Stati generali conclusi con un messaggio di unità e la mobilitazione permanente nelle facoltà. A settembre nuovo incontro
15 July 2010
La mozione conclusiva rivendica la centralità dell’Università statale, chiede la tutela dello status giuridico dei ricercatori e il riconoscimento del valore assoluto della cultura e della ricerca. Indetto lo stato di mobilitazione permanente contro il ddl Gelmini e le misure contenute nella manovra.
 
 
 
 
Cagliari, 15 luglio (Ufficio stampa e web – SN) – Alla fine è spettato ad Antonello Sanna, preside della facoltà più giovane, illustrare la mozione che ha concluso la seduta degli Stati Generali dell’Università di Cagliari.

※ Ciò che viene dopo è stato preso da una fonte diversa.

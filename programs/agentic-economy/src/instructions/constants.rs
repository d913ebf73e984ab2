//! Shared constants for instruction handlers

/// Divisor for basis points calculations (100% = 10000 bps)
pub const BASIS_POINTS_DIVISOR: u128 = 10_000;

/// Maximum platform fee in basis points (10% = 1000 bps)
pub const MAX_PLATFORM_FEE_BPS: u16 = 1000;

/// Platform fee applied by a fresh deployment (1%)
pub const DEFAULT_PLATFORM_FEE_BPS: u16 = 100;

/// One ether in wei
pub const WEI_PER_ETHER: u128 = 1_000_000_000_000_000_000;

/// Minimum stake for a categorized registration (0.01 ether)
pub const DEFAULT_MIN_STAKE: u128 = WEI_PER_ETHER / 100;

// ============================================================================
// Reputation System Constants
// ============================================================================

/// Minimum possible reputation score
pub const MIN_REPUTATION: u8 = 0;

/// Maximum reputation an agent can hold
pub const MAX_REPUTATION: u8 = 100;

/// Reputation assigned at registration
pub const INITIAL_REPUTATION: u8 = 50;

/// Points moved by a payment, a refund or one feedback call
pub const REPUTATION_STEP: u8 = 1;

// ============================================================================
// Job Constants
// ============================================================================

/// Longest accepted job timeout (365 days in seconds)
pub const MAX_JOB_TIMEOUT_SECS: u64 = 365 * 24 * 60 * 60;

/// Maximum delivery reference length in bytes
pub const MAX_DELIVERY_LEN: usize = 1024;

// ============================================================================
// Registration Constants
// ============================================================================

pub const MAX_NAME_LEN: usize = 64;

pub const MAX_EXPERTISE_LEN: usize = 128;
//! Plain deposits sent to the engine

use tracing::info;

use crate::context::CallContext;
use crate::errors::{EconomyError, Result};
use crate::events::EconomyEvent;
use crate::utils::version::EntryPoint;
use crate::Economy;

/// Credits the attached value to the withdrawable pool.
pub fn handler(economy: &mut Economy, ctx: &CallContext) -> Result<()> {
    economy.begin(EntryPoint::Receive)?;
    if ctx.value == 0 {
        return Err(EconomyError::InvalidInput("deposit amount"));
    }
    economy.ledger.accrued_fees = economy
        .ledger
        .accrued_fees
        .checked_add(ctx.value)
        .ok_or(EconomyError::ArithmeticOverflow)?;

    info!(from = %ctx.caller, amount = %ctx.value, "funds received");
    economy.commit(
        EntryPoint::Receive,
        vec![EconomyEvent::FundsReceived {
            from: ctx.caller,
            amount: ctx.value,
            timestamp: ctx.now,
        }],
    );
    Ok(())
}

#[cfg(test)]
mod tests {
    use super::*;
    use crate::test_utils::*;

    #[test]
    fn test_deposit_is_withdrawable() {
        let mut economy = economy();
        economy.receive(&call(OUTSIDER).with_value(ETHER)).unwrap();
        assert_eq!(economy.accrued_fees(), ETHER);
        assert_eq!(economy.locked_funds(), 0);
        assert_eq!(economy.ledger().balance(), ETHER);
    }

    #[test]
    fn test_empty_deposit_rejected() {
        let mut economy = economy();
        assert_eq!(
            economy.receive(&call(OUTSIDER)),
            Err(EconomyError::InvalidInput("deposit amount"))
        );
        assert!(economy.events().is_empty());
    }
}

Era la prima volta che i Consigli di Facoltà si riunivano in seduta congiunta, alla presenza degli undici presidi e del Rettore, Giovanni Melis. Seduti ad ascoltare diversi politici, numerosi dipendenti dell’Ateneo, ma anche tanta gente comune. Non è bastata l’Aula A del polo universitario di viale Sant’Ignazio: un maxischermo ha consentito la partecipazione di tanti che sono rimasti nello spazio aperto antistante l’aula.
 
“Non rifiutiamo di farci carico delle difficoltà di questo momento – ha chiarito il preside di Architettura – ma chiediamo un modello di sviluppo che investa nei giovani talenti, nella ricerca e nell’innovazione”.
 
La seduta – moderata dal preside di Giurisprudenza, Massimo Deiana – era stata aperta dall’intervento di Paola Piras, preside di Scienze politiche: “Siamo qui per la preoccupazione per il futuro dei giovani – ha detto – e per aprire l’Università al territorio e farla conoscere alle famiglie. Assistiamo infatti ad un approccio troppe volte riduttivo nei nostri confronti: per la maggior parte di coloro che vi lavorano, questa è un’esperienza totalizzante, fatta con passione e convinzione”.
 
A Giorgio Massacci, preside di Ingegneria, il compito di fornire i dati: “La percentuale del PIL destinata all’istruzione superiore è dello 0,8% contro l’1,3% dei Paesi OCSE, l’entità della spesa universitaria rispetto al totale della spesa pubblica per servizi è dell’1,6% contro la media del 2,9% dell’Unione europea. L’entità della spesa annua italiana per studente per la formazione universitaria è di 6.900 euro contro i 9.600 della media europea”. Numeri che, a parere del preside della facoltà di Piazza d’Armi, mostrano “l’incapacità di scommettere sul futuro del Paese”.
 
All’assemblea è intervenuto anche il presidente della Provincia, Graziano Milia: “La crisi si affronta con investimenti, non con la logica dei tagli – ha commentato – Nessun Paese ha futuro se non investe sull’università e sui sistemi locali. Ma qui c’è un pezzo di classe dirigente che ha compreso che questa è una battaglia che si gioca per il futuro del nostro sistema sociale”.
 
Quindi il presidente del Consiglio degli studenti, Andrea Coinu, che ha sottolineato l’importanza del dialogo tra le componenti dell’Ateneo: “Occorre presentarsi uniti, in modo che anche la politica locale faccia la sua parte, e dedichi maggiore attenzione al diritto allo studio”.
 
Valentina Onnis, ricercatrice della rete 29 aprile, ha illustrato un documento di protesta aprendo il dibattito e gli interventi, tra i quali quello di Attilio Dedoni, presidente della Commissione Cultura del Consiglio regionale: “Siamo accanto a voi – ha spiegato l’esponente dei Riformatori – non c’è né destra né sinistra. Non siamo d’accordo con la riforma: in questi mesi la Regione ha cercato di ripianare i tagli statali”.
 
A tarda sera, l’approvazione della mozione e il nuovo appuntamento a settembre.
 
 
 
 
 
 

 GALLERIA FOTOGRAFICA (immagini di Francesco Cogotti)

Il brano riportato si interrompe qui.